We found one significant relationship in this study, there was a positive correlation between BMI and BMD. Body size has been suggested as the strongest sole determinant of BMD. This association was attributed weight bearing and to the endocrine properties of adipose tissue, which forms estrogen from androstenedione 11. The study of Lorentzon and et al. 21 suggested that cortical bone parameters at the tibia were correlated with fat mass while this was not valid for the radius. This finding supports the positive effect of weight bearing on BMD. This could also explain the positive correlation that we found between BMI and the BMD of the calcaneus.
Visceral adiposity has been shown to be deleterious for bone health 17,18,22. This relationship is attributed to the strong association between metabolic disturbance and visceral rather than subcutaneous adiposity 18. Although we did not directly measure visceral adiposity, we assessed this parameter through measurement of waist circumference, which is often used as a substitute for visceral adiposity, and found no correlation between BMD and waist circumference. As with the direct effect of insulin resistance parameters, the indirect effects of these parameters such as waist circumference were also not correlated with BMD.
Despite high BMD in patients with type 2 diabetes 23, diabetes has been associated with an increased risk of bone fracture, possibly reflecting the effect of falls due to impairment of visual sharpness or proprioception caused by diabetes 24.
Obesity has been suggested to be a risk factor for Vitamin D deficiency. It is estimated that as much as 87.5% of obese children have vitamin D insufficiency / deficiency 25. We could not analyze the influence of vitamin D status on BMD between the two groups because of our small sample size, similar levels of vitamin D in the normal and prediabetic groups. Furthermore, the results of all patients whose vitamin D levels were studied were recorded as insufficient. It may be important to consider vitamin D status when analyzing the effect of obesity and the prediabetes on BMD. Vitamin D status has not been taken into account by earlier studies that have investigated the relationship between BMD and prediabetes.

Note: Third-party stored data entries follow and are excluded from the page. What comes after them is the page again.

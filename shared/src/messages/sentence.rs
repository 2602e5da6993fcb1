//! `POST /sentence_probability` messages

use serde::{Deserialize, Serialize};

#[derive(Debug, Clone, PartialEq, Serialize, Deserialize)]
pub struct SentenceRequest {
    pub sentence: String,
}

#[derive(Debug, Clone, PartialEq, Serialize, Deserialize)]
pub struct UnigramEntry {
    #[serde(default)]
    pub word: String,
    #[serde(default)]
    pub frequency: u64,
    #[serde(default, skip_serializing_if = "Option::is_none")]
    pub probability: Option<f64>,
}

#[derive(Debug, Clone, PartialEq, Serialize, Deserialize)]
pub struct BigramEntry {
    #[serde(default)]
    pub bigram: String,
    #[serde(default)]
    pub frequency: u64,
    #[serde(default, skip_serializing_if = "Option::is_none")]
    pub probability: Option<f64>,
}

#[derive(Debug, Clone, Copy, Default, PartialEq, Eq, Serialize, Deserialize)]
pub struct SentenceCorpusStats {
    #[serde(default)]
    pub total_words: u64,
    #[serde(default)]
    pub vocab_size: u64,
    #[serde(default)]
    pub total_bigrams: u64,
    #[serde(default)]
    pub vocab_bigrams: u64,
}

#[derive(Debug, Clone, Default, PartialEq, Serialize, Deserialize)]
pub struct SentenceProbabilityResponse {
    pub sentence: String,
    pub probability: f64,
    #[serde(default)]
    pub unigrams: Vec<UnigramEntry>,
    #[serde(default)]
    pub bigrams: Vec<BigramEntry>,
    #[serde(default, skip_serializing_if = "Option::is_none")]
    pub corpus_stats: Option<SentenceCorpusStats>,
}
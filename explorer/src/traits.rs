//! Explorer trait definitions for dependency injection

use async_trait::async_trait;

use shared::{AutocompleteResponse, AutocorrectResponse, QueryKind, SentenceProbabilityResponse, ServiceResponse};
use crate::error::ExplorerResult;

/// Remote language-model scoring service
#[mockall::automock]
#[async_trait]
pub trait ScoringService: Send + Sync {
    /// Next-word suggestions for the text typed so far
    async fn autocomplete(&self, text: &str) -> ExplorerResult<AutocompleteResponse>;

    /// Ranked spelling corrections for a single word
    async fn autocorrect(&self, word: &str) -> ExplorerResult<AutocorrectResponse>;

    /// Probability and n-gram breakdown of a whole sentence
    async fn sentence_probability(&self, sentence: &str) -> ExplorerResult<SentenceProbabilityResponse>;
}

/// Route `input` to the endpoint answering `kind`
pub async fn call_service<S>(service: &S, kind: QueryKind, input: &str) -> ExplorerResult<ServiceResponse>
where
    S: ScoringService + ?Sized,
{
    match kind {
        QueryKind::Autocomplete => service.autocomplete(input).await.map(ServiceResponse::Autocomplete),
        QueryKind::Autocorrect => service.autocorrect(input).await.map(ServiceResponse::Autocorrect),
        QueryKind::SentenceProbability => service
            .sentence_probability(input)
            .await
            .map(ServiceResponse::SentenceProbability),
    }
}
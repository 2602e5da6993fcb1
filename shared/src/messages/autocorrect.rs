//! `POST /autocorrect` messages

use serde::{Deserialize, Serialize};

#[derive(Debug, Clone, PartialEq, Serialize, Deserialize)]
pub struct AutocorrectRequest {
    pub word: String,
}

/// Size of the training corpus the correction probabilities derive from
#[derive(Debug, Clone, Copy, Default, PartialEq, Eq, Serialize, Deserialize)]
pub struct CorpusStats {
    #[serde(default)]
    pub vocab_size: u64,
    #[serde(default)]
    pub total_words: u64,
}

#[derive(Debug, Clone, PartialEq, Serialize, Deserialize)]
pub struct RawCorrection {
    #[serde(default)]
    pub word: String,
    #[serde(default)]
    pub frequency: u64,
    /// Missing when the word never occurred in training data
    #[serde(default)]
    pub unsmoothed_prob: Option<f64>,
    #[serde(default)]
    pub smoothed_prob: Option<f64>,
}

#[derive(Debug, Clone, Default, PartialEq, Serialize, Deserialize)]
pub struct AutocorrectResponse {
    #[serde(default)]
    pub original: String,
    #[serde(default)]
    pub stats: CorpusStats,
    /// Required; an empty list is a valid answer, a missing one is not
    pub corrections: Vec<RawCorrection>,
}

Our study has some limitations. Firstly this is a cross-sectional study. Secondly, ultrasonography was used to determine BMD in place of dual-energy X-ray absorptiometry (DEXA). However, ultrasonography is a reliable diagnostic tool for identifying osteoporosis 26 and quantitative ultrasound is commonly used in clinical practice because it is less costly and transportable then DEXA 27,28. Obesity is associated with elevated systemic inflammatory markers. A relation has been reported between rising inflammatory markers in obese patients and osteocalcin, a bone turnover marker 29.
On that basis, we might have obtained more enlightening data concerning BMD if we had investigated inflammatory markers and bone turnover markers in our study. Furthermore, data regarding dietary habits and physical exercise, the major risk factors for low BMD were not available in this study.